Premier conseil de guerre à trois. La nouvelle que nous apporte Aimé est grave. Nous sommes dans les montagnes, loin de tout secours, à cent kilomètres de la station la plus proche du télégraphe indien. Nous avons deux femmes avec nous. Que faire? Rester au relais à attendre? Attendre qui? Il ne passe jamais personne sur cette route. Revenir sur nos pas? jamais. Alors tenter de passer tout de même. Ils sont douze, mais nous sommes des Européens et, comme tels, bénéficions d’un prestige incomparable. Nous allons être reçus par le frère du Chah à Ispahan; nous avons été les hôtes du gouvernement persan à Téhéran; nous sommes des gens bien considérables pour des brigands persans. Aussi décidons-nous de risquer la partie. Et, cette décision prise, nous nous félicitons de notre héroïsme. Maintenant nous envisageons gaiement les conséquences possibles d’une rencontre avec les brigands. Emmanuel Bibesco nous offre de nous prêter de l’argent. Un autre déclare qu’il vendra sa vie cher. Quant à moi, je tire mon portefeuille et compte mes billets. J’ai sur moi deux cent cinquante francs et une lettre de crédit inutilisable pour les brigands; je dis alors que si peu que j’estime ma vie, elle vaut pour moi plus que cette somme, et que je la donnerai sans retard au cas où on me la demanderait, même impoliment. Malgré notre gaieté, nous sommes préoccupés. C’est une très vilaine aventure que nous avons devant nous. Nous voudrions en rire, mais c’est difficile. Nous interrogeons le maître de poste. Il est inquiet aussi.
Devant le relais se promène, indifférent, le douzième des brigands. Il attend notre départ.
Nous réveillons les jeunes femmes à qui nous cachons autant que possible notre anxiété et, lentement, les bagages sont arrimés sur le toit de la diligence. Lorsque cela est fait, l’homme qui nous surveille part au petit galop dans la direction que nous allons suivre.
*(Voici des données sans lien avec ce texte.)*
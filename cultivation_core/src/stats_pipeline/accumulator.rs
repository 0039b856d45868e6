//! `StatAccumulator` — the running record threaded through the stats
//! composition stages.

use std::collections::HashMap;

/// Running totals for the six principal stats plus the transient accuracy
/// stats, and a percent accumulator keyed by canonical name (`max_hp_percent`,
/// `max_mp_percent`, `atk_percent`, `def_percent`, `speed_percent`). Flat
/// contributions add directly to the named field; percent contributions are
/// summed here and applied once, in stage 5.
#[derive(Debug, Clone, Default)]
pub struct StatAccumulator {
    pub max_hp: f64,
    pub max_mp: f64,
    pub physical_attack: f64,
    pub magic_attack: f64,
    pub physical_defense: f64,
    pub magic_defense: f64,
    pub speed: f64,
    pub critical_rate: f64,
    pub critical_damage: f64,
    pub hit_rate: f64,
    pub dodge_rate: f64,
    percent: HashMap<String, f64>,
}

impl StatAccumulator {
    pub fn add_percent(&mut self, key: &str, value: f64) {
        *self.percent.entry(key.to_string()).or_insert(0.0) += value;
    }

    pub fn percent(&self, key: &str) -> f64 {
        self.percent.get(key).copied().unwrap_or(0.0)
    }

    /// Stage 5: multiply each of the six principal stats by
    /// `(1 + accumulator[stat])`. `atk_percent` hits both attacks;
    /// `def_percent` hits both defenses, matching the source's shared
    /// percentage keys.
    pub fn apply_percentages(&mut self) {
        self.max_hp *= 1.0 + self.percent("max_hp_percent");
        self.max_mp *= 1.0 + self.percent("max_mp_percent");
        self.physical_attack *= 1.0 + self.percent("atk_percent");
        self.magic_attack *= 1.0 + self.percent("atk_percent");
        self.physical_defense *= 1.0 + self.percent("def_percent");
        self.magic_defense *= 1.0 + self.percent("def_percent");
        self.speed *= 1.0 + self.percent("speed_percent");
    }
}

#[cfg(test)]
mod tests {
    use super::*;

    #[test]
    fn percent_application_hits_both_attacks_and_defenses() {
        let mut acc = StatAccumulator {
            physical_attack: 100.0,
            magic_attack: 100.0,
            physical_defense: 50.0,
            magic_defense: 50.0,
            ..Default::default()
        };
        acc.add_percent("atk_percent", 0.2);
        acc.add_percent("def_percent", 0.1);
        acc.apply_percentages();
        assert!((acc.physical_attack - 120.0).abs() < f64::EPSILON);
        assert!((acc.magic_attack - 120.0).abs() < f64::EPSILON);
        assert!((acc.physical_defense - 55.0).abs() < f64::EPSILON);
        assert!((acc.magic_defense - 55.0).abs() < f64::EPSILON);
    }

    #[test]
    fn percent_sums_across_multiple_contributors() {
        let mut acc = StatAccumulator::default();
        acc.add_percent("atk_percent", 0.1);
        acc.add_percent("atk_percent", 0.08);
        assert!((acc.percent("atk_percent") - 0.18).abs() < 1e-9);
    }
}
//! `Player`: the authoritative persistent entity for a user.

mod lifecycle;
mod model;

pub use lifecycle::{check_abandon_cooldown, create_player, draw_spiritual_root};
pub use model::{ActiveTemporaryEffect, EquipmentSlots, PermanentPillGains, Player};
//! Dual cultivation: the `dual_pending` /
//! `dual_confirmed` activity kinds, offered and accepted with the same
//! two-step shape as a storage-ring gift.

use crate::error::DispatchError;
use crate::player::Player;
use crate::scheduler::ActivityState;
use crate::types::ActivityKind;

const DUAL_CULTIVATION_DURATION_SECS: i64 = 1800;

/// Step 1: `initiator` offers dual cultivation to `target`. Both must be
/// idle.
pub fn offer(initiator: &mut Player, target: &Player, now: i64) -> Result<(), DispatchError> {
    if initiator.user_id == target.user_id {
        return Err(DispatchError::Conflict {
            reason: "cannot dual cultivate with yourself".to_string(),
        });
    }
    if !matches!(initiator.activity_state, ActivityState::Idle) {
        return Err(DispatchError::Busy {
            kind: busy_kind(&initiator.activity_state),
        });
    }
    if !matches!(target.activity_state, ActivityState::Idle) {
        return Err(DispatchError::TargetBusy {
            user_id: target.user_id.clone(),
            kind: busy_kind(&target.activity_state),
        });
    }
    initiator.activity_state = ActivityState::Busy {
        kind: ActivityKind::DualPending,
        started_at: now,
        deadline: now + DUAL_CULTIVATION_DURATION_SECS,
        payload: Some(target.user_id.clone()),
    };
    Ok(())
}

fn busy_kind(state: &ActivityState) -> ActivityKind {
    match state {
        ActivityState::Busy { kind, .. } => *kind,
        ActivityState::Idle => ActivityKind::Cultivating,
    }
}

fn pending_target(initiator: &Player) -> Option<&str> {
    match &initiator.activity_state {
        ActivityState::Busy {
            kind: ActivityKind::DualPending,
            payload: Some(target_id),
            ..
        } => Some(target_id.as_str()),
        _ => None,
    }
}

/// Step 2a: `target` accepts. Both sides move to `DualConfirmed` for the
/// remainder of the original window.
pub fn accept(initiator: &mut Player, target: &mut Player, now: i64) -> Result<(), DispatchError> {
    let deadline = match &initiator.activity_state {
        ActivityState::Busy {
            kind: ActivityKind::DualPending,
            deadline,
            payload: Some(target_id),
            ..
        } if target_id == &target.user_id => *deadline,
        _ => {
            return Err(DispatchError::Conflict {
                reason: "no pending dual cultivation offer from this user".to_string(),
            })
        }
    };

    initiator.activity_state = ActivityState::Busy {
        kind: ActivityKind::DualConfirmed,
        started_at: now,
        deadline,
        payload: Some(target.user_id.clone()),
    };
    target.activity_state = ActivityState::Busy {
        kind: ActivityKind::DualConfirmed,
        started_at: now,
        deadline,
        payload: Some(initiator.user_id.clone()),
    };
    Ok(())
}

/// Step 2b: `target` rejects; `initiator` returns to idle.
pub fn reject(initiator: &mut Player, target: &Player) -> Result<(), DispatchError> {
    match pending_target(initiator) {
        Some(id) if id == target.user_id => {
            initiator.activity_state = ActivityState::Idle;
            Ok(())
        }
        _ => Err(DispatchError::Conflict {
            reason: "no pending dual cultivation offer from this user".to_string(),
        }),
    }
}

#[cfg(test)]
mod tests {
    use super::*;
    use crate::config::default_catalogs;
    use crate::player::create_player;
    use crate::types::CultivationPath;
    use rand::SeedableRng;
    use rand_chacha::ChaCha8Rng;

    fn sample_player(id: &str) -> Player {
        let catalogs = default_catalogs();
        let mut rng = ChaCha8Rng::seed_from_u64(1);
        create_player(id, None, CultivationPath::Spirit, catalogs.realm(0).unwrap(), 0, &mut rng)
    }

    #[test]
    fn offer_accept_moves_both_to_confirmed() {
        let mut alice = sample_player("alice");
        let mut bob = sample_player("bob");
        offer(&mut alice, &bob, 0).unwrap();
        accept(&mut alice, &mut bob, 10).unwrap();
        assert!(matches!(
            alice.activity_state,
            ActivityState::Busy { kind: ActivityKind::DualConfirmed, .. }
        ));
        assert!(matches!(
            bob.activity_state,
            ActivityState::Busy { kind: ActivityKind::DualConfirmed, .. }
        ));
    }

    #[test]
    fn reject_returns_initiator_to_idle() {
        let mut alice = sample_player("alice");
        let bob = sample_player("bob");
        offer(&mut alice, &bob, 0).unwrap();
        reject(&mut alice, &bob).unwrap();
        assert_eq!(alice.activity_state, ActivityState::Idle);
    }

    #[test]
    fn offer_to_busy_target_fails() {
        let mut alice = sample_player("alice");
        let mut bob = sample_player("bob");
        bob.activity_state = ActivityState::Busy {
            kind: ActivityKind::Cultivating,
            started_at: 0,
            deadline: 100,
            payload: None,
        };
        assert!(matches!(offer(&mut alice, &bob, 0), Err(DispatchError::TargetBusy { .. })));
    }
}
Nous sortons fusil et carabine de leurs étuis, et les revolvers des valises. Aimé crie: «Donnez-moi un fusil, j’en tuerai quatre.» Mais nous ne lui confions aucune arme à feu. Nous avons sagement décidé d’essayer de la diplomatie et de n’employer nos armes que s’il n’y a de recours qu’en la force. Georges Bibesco, sa femme et moi, sommes dans le coupé; le ménage Phérékyde accompagné d’Emmanuel Bibesco dans le compartiment d’arrière.
Et nous partons.
Ces minutes sont assez émouvantes. Peut-être dans une heure serons-nous les prisonniers des brigands? Peut-être nous emmèneront-ils dans les montagnes pour tirer de nous une forte rançon? peut-être se contenteront-ils de nous dépouiller et de nous laisser sur la route? Ce sont là des histoires belles dans les livres, mais fort déplaisantes dans leur réalité. Nous cachons à nos compagnes notre inquiétude, mais réfléchissons mélancoliquement sur les suites possibles de cette aventure.
La diligence s’avance lentement le long d’une vallée ouverte à gauche et de montagnes arides à droite.
Aimé, sur le siège, ne peut se tenir tranquille et, dans son excitation, est sans cesse debout pour voir plus loin.
Des rochers descendent à droite jusqu’à la route. Rien ne se prêterait mieux à une embuscade.